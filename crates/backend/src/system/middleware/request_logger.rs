use axum::body::to_bytes;
use axum::body::Body;
use axum::http::Request;
use axum::middleware::Next;
use axum::response::Response;
use chrono::Local;

use crate::shared::format::format_bytes;

/// Header carrying the browser session id, set by the frontend.
pub const SESSION_HEADER: &str = "x-session-id";

/// HTTP request logging middleware
///
/// Prints one console line per request:
/// - timestamp (local time)
/// - duration (ms)
/// - response size
/// - status code
/// - method, path and session
pub async fn request_logger(req: Request<Body>, next: Next) -> Response {
    let start = std::time::Instant::now();
    let method = req.method().clone();
    let uri = req.uri().clone();
    let session = req
        .headers()
        .get(SESSION_HEADER)
        .and_then(|v| v.to_str().ok())
        .map(short_session)
        .unwrap_or_else(|| "-".to_string());

    let response = next.run(req).await;
    let (parts, body) = response.into_parts();

    // Buffer the body to learn its real size
    let bytes = match to_bytes(body, usize::MAX).await {
        Ok(b) => b,
        Err(e) => {
            tracing::error!("{} {}: failed to read response body: {}", method, uri.path(), e);
            println!(
                "\x1b[33m{}\x1b[0m | {:>5}ms | {:>10} | {} {:>6} {} [{}]",
                Local::now().format("%H:%M:%S"),
                start.elapsed().as_millis(),
                "error",
                parts.status.as_u16(),
                method,
                uri.path(),
                session
            );
            return Response::from_parts(parts, Body::default());
        }
    };

    // Cyan for success, yellow for everything else
    let color_code = if parts.status.is_success() { "36" } else { "33" };

    println!(
        "\x1b[{}m{}\x1b[0m | {:>5}ms | {:>10} | {} {:>6} {} [{}]",
        color_code,
        Local::now().format("%H:%M:%S"),
        start.elapsed().as_millis(),
        format_bytes(bytes.len()),
        parts.status.as_u16(),
        method,
        uri.path(),
        session
    );

    Response::from_parts(parts, Body::from(bytes))
}

/// First block of the uuid is enough to tell sessions apart in the console.
fn short_session(id: &str) -> String {
    id.split('-').next().unwrap_or(id).chars().take(8).collect()
}

#[cfg(test)]
mod tests {
    use super::*;

    #[test]
    fn test_short_session() {
        assert_eq!(short_session("67e55044-10b1-426f-9247-bb680e5fe0c8"), "67e55044");
        assert_eq!(short_session("abc"), "abc");
        assert_eq!(short_session("0123456789abcdef"), "01234567");
    }
}
use serde::{Deserialize, Serialize};

use super::validation::ConfigError;

// ---------------------------------------------------------------------------
// Layout tree
// ---------------------------------------------------------------------------

/// Edge of the dock a border is attached to.
#[derive(Debug, Clone, Copy, PartialEq, Eq, Hash, Serialize, Deserialize)]
#[serde(rename_all = "lowercase")]
pub enum BorderLocation {
    Top,
    Bottom,
    Left,
    Right,
}

impl BorderLocation {
    pub fn as_str(&self) -> &'static str {
        match self {
            BorderLocation::Top => "top",
            BorderLocation::Bottom => "bottom",
            BorderLocation::Left => "left",
            BorderLocation::Right => "right",
        }
    }
}

impl std::fmt::Display for BorderLocation {
    fn fmt(&self, f: &mut std::fmt::Formatter<'_>) -> std::fmt::Result {
        f.write_str(self.as_str())
    }
}

/// One node of the dock layout tree, tagged by the `type` field.
#[derive(Debug, Clone, PartialEq, Serialize, Deserialize)]
#[serde(tag = "type", rename_all = "lowercase")]
pub enum LayoutNode {
    Row(RowNode),
    #[serde(rename = "tabset")]
    TabSet(TabSetNode),
    Tab(TabNode),
    Border(BorderNode),
}

#[derive(Debug, Clone, PartialEq, Serialize, Deserialize)]
pub struct RowNode {
    #[serde(default = "default_weight")]
    pub weight: f64,
    #[serde(default)]
    pub children: Vec<LayoutNode>,
}

#[derive(Debug, Clone, PartialEq, Serialize, Deserialize)]
pub struct TabSetNode {
    #[serde(default = "default_weight")]
    pub weight: f64,
    /// Index of the active tab within `children`.
    #[serde(default)]
    pub selected: usize,
    #[serde(default)]
    pub children: Vec<LayoutNode>,
}

#[derive(Debug, Clone, PartialEq, Serialize, Deserialize)]
#[serde(rename_all = "camelCase")]
pub struct TabNode {
    pub id: String,
    pub name: String,
    #[serde(default)]
    pub enable_float: bool,
    /// Factory hint for the client widget ("text" in the demo).
    #[serde(default, skip_serializing_if = "Option::is_none")]
    pub component: Option<String>,
}

#[derive(Debug, Clone, PartialEq, Serialize, Deserialize)]
pub struct BorderNode {
    pub location: BorderLocation,
    #[serde(default)]
    pub size: f64,
    #[serde(default)]
    pub children: Vec<LayoutNode>,
}

fn default_weight() -> f64 {
    100.0
}

impl LayoutNode {
    /// Tag name as it appears in the `type` field.
    pub fn kind(&self) -> &'static str {
        match self {
            LayoutNode::Row(_) => "row",
            LayoutNode::TabSet(_) => "tabset",
            LayoutNode::Tab(_) => "tab",
            LayoutNode::Border(_) => "border",
        }
    }

    pub fn children(&self) -> &[LayoutNode] {
        match self {
            LayoutNode::Row(row) => &row.children,
            LayoutNode::TabSet(set) => &set.children,
            LayoutNode::Border(border) => &border.children,
            LayoutNode::Tab(_) => &[],
        }
    }

    pub fn as_tab(&self) -> Option<&TabNode> {
        match self {
            LayoutNode::Tab(tab) => Some(tab),
            _ => None,
        }
    }

    /// Collects every tab below (and including) this node in document order.
    pub fn collect_tabs<'a>(&'a self, out: &mut Vec<&'a TabNode>) {
        match self {
            LayoutNode::Tab(tab) => out.push(tab),
            other => {
                for child in other.children() {
                    child.collect_tabs(out);
                }
            }
        }
    }

    pub fn tab(id: &str, name: &str) -> Self {
        LayoutNode::Tab(TabNode {
            id: id.to_string(),
            name: name.to_string(),
            enable_float: false,
            component: None,
        })
    }
}

// ---------------------------------------------------------------------------
// Dock model (root container)
// ---------------------------------------------------------------------------

/// Options applied to every tab unless the tab overrides them.
#[derive(Debug, Clone, Default, PartialEq, Serialize, Deserialize)]
#[serde(rename_all = "camelCase")]
pub struct GlobalOptions {
    #[serde(default)]
    pub tab_enable_close: bool,
    #[serde(default)]
    pub tab_enable_float: bool,
}

/// Complete dock description: borders around one root layout row.
#[derive(Debug, Clone, PartialEq, Serialize, Deserialize)]
pub struct DockModel {
    #[serde(default)]
    pub global: GlobalOptions,
    #[serde(default)]
    pub borders: Vec<LayoutNode>,
    pub layout: LayoutNode,
}

impl DockModel {
    /// Parses a structural literal (the `serde_json::Value` form).
    pub fn from_value(value: serde_json::Value) -> Result<Self, ConfigError> {
        serde_json::from_value(value).map_err(|e| ConfigError::Malformed(e.to_string()))
    }

    pub fn from_json(json: &str) -> Result<Self, ConfigError> {
        serde_json::from_str(json).map_err(|e| ConfigError::Malformed(e.to_string()))
    }

    /// Plain structural representation. Field order follows declaration order,
    /// so equal models always produce identical output.
    pub fn to_value(&self) -> serde_json::Value {
        // Every field is a plain struct/enum/number/string, serialization cannot fail.
        serde_json::to_value(self).unwrap_or(serde_json::Value::Null)
    }

    pub fn to_json(&self) -> String {
        self.to_value().to_string()
    }

    /// All tabs in document order, borders first.
    pub fn tabs(&self) -> Vec<&TabNode> {
        let mut out = Vec::new();
        for border in &self.borders {
            border.collect_tabs(&mut out);
        }
        self.layout.collect_tabs(&mut out);
        out
    }

    pub fn tab_ids(&self) -> Vec<&str> {
        self.tabs().into_iter().map(|t| t.id.as_str()).collect()
    }

    pub fn find_tab(&self, id: &str) -> Option<&TabNode> {
        self.tabs().into_iter().find(|t| t.id == id)
    }
}
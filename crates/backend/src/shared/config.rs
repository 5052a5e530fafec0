use contracts::shared::dock::DEFAULT_FREE_TAB_LIMIT;
use serde::Deserialize;
use std::net::SocketAddr;

#[derive(Debug, Deserialize, Clone, Default)]
pub struct Config {
    #[serde(default)]
    pub server: ServerConfig,
    #[serde(default)]
    pub dock: DockConfig,
}

#[derive(Debug, Deserialize, Clone)]
pub struct ServerConfig {
    #[serde(default = "default_host")]
    pub host: String,
    #[serde(default = "default_port")]
    pub port: u16,
    /// Directory with the built frontend, served as fallback.
    #[serde(default = "default_static_dir")]
    pub static_dir: String,
}

#[derive(Debug, Deserialize, Clone)]
pub struct DockConfig {
    /// Tabs shown when no API key is entered.
    #[serde(default = "default_free_tab_limit")]
    pub free_tab_limit: usize,
    /// Forwarded to the dock and enables gating diagnostics in the log.
    #[serde(default)]
    pub debug_mode: bool,
}

fn default_host() -> String {
    "0.0.0.0".to_string()
}

fn default_port() -> u16 {
    8640
}

fn default_static_dir() -> String {
    "dist".to_string()
}

fn default_free_tab_limit() -> usize {
    DEFAULT_FREE_TAB_LIMIT
}

impl Default for ServerConfig {
    fn default() -> Self {
        Self {
            host: default_host(),
            port: default_port(),
            static_dir: default_static_dir(),
        }
    }
}

impl Default for DockConfig {
    fn default() -> Self {
        Self {
            free_tab_limit: default_free_tab_limit(),
            debug_mode: false,
        }
    }
}

impl ServerConfig {
    pub fn socket_addr(&self) -> anyhow::Result<SocketAddr> {
        let addr = format!("{}:{}", self.host, self.port)
            .parse::<SocketAddr>()
            .map_err(|e| anyhow::anyhow!("invalid server address {}:{}: {e}", self.host, self.port))?;
        Ok(addr)
    }
}

/// Default configuration embedded in the binary
const DEFAULT_CONFIG: &str = r#"
[server]
host = "0.0.0.0"
port = 8640
static_dir = "dist"

[dock]
free_tab_limit = 3
debug_mode = true
"#;

/// Load configuration from config.toml file
///
/// Search order:
/// 1. Next to the executable (for production)
/// 2. Falls back to embedded default config
pub fn load_config() -> anyhow::Result<Config> {
    if let Ok(exe_path) = std::env::current_exe() {
        if let Some(exe_dir) = exe_path.parent() {
            let config_path = exe_dir.join("config.toml");

            if config_path.exists() {
                tracing::info!("Loading config from: {}", config_path.display());
                let contents = std::fs::read_to_string(&config_path)?;
                return parse_config(&contents);
            } else {
                tracing::warn!("config.toml not found at: {}", config_path.display());
            }
        }
    }

    tracing::info!("Using default embedded configuration");
    parse_config(DEFAULT_CONFIG)
}

pub fn parse_config(contents: &str) -> anyhow::Result<Config> {
    let config: Config = toml::from_str(contents)?;
    Ok(config)
}

#[cfg(test)]
mod tests {
    use super::*;

    #[test]
    fn test_default_config_loads() {
        let config = parse_config(DEFAULT_CONFIG).unwrap();
        assert_eq!(config.server.port, 8640);
        assert_eq!(config.server.static_dir, "dist");
        assert_eq!(config.dock.free_tab_limit, 3);
        assert!(config.dock.debug_mode);
    }

    #[test]
    fn test_missing_sections_use_defaults() {
        let config = parse_config("[server]\nport = 9000\n").unwrap();
        assert_eq!(config.server.port, 9000);
        assert_eq!(config.server.host, "0.0.0.0");
        assert_eq!(config.dock.free_tab_limit, DEFAULT_FREE_TAB_LIMIT);
        assert!(!config.dock.debug_mode);
    }

    #[test]
    fn test_socket_addr() {
        let config = Config::default();
        let addr = config.server.socket_addr().unwrap();
        assert_eq!(addr.port(), 8640);

        let bad = ServerConfig {
            host: "not a host".into(),
            ..ServerConfig::default()
        };
        assert!(bad.socket_addr().is_err());
    }
}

——

Task goal →
Collect from the data above every line that includes "info".

Exercise response →
                tracing::info!("Loading config from: {}", config_path.display());
    tracing::info!("Using default embedded configuration");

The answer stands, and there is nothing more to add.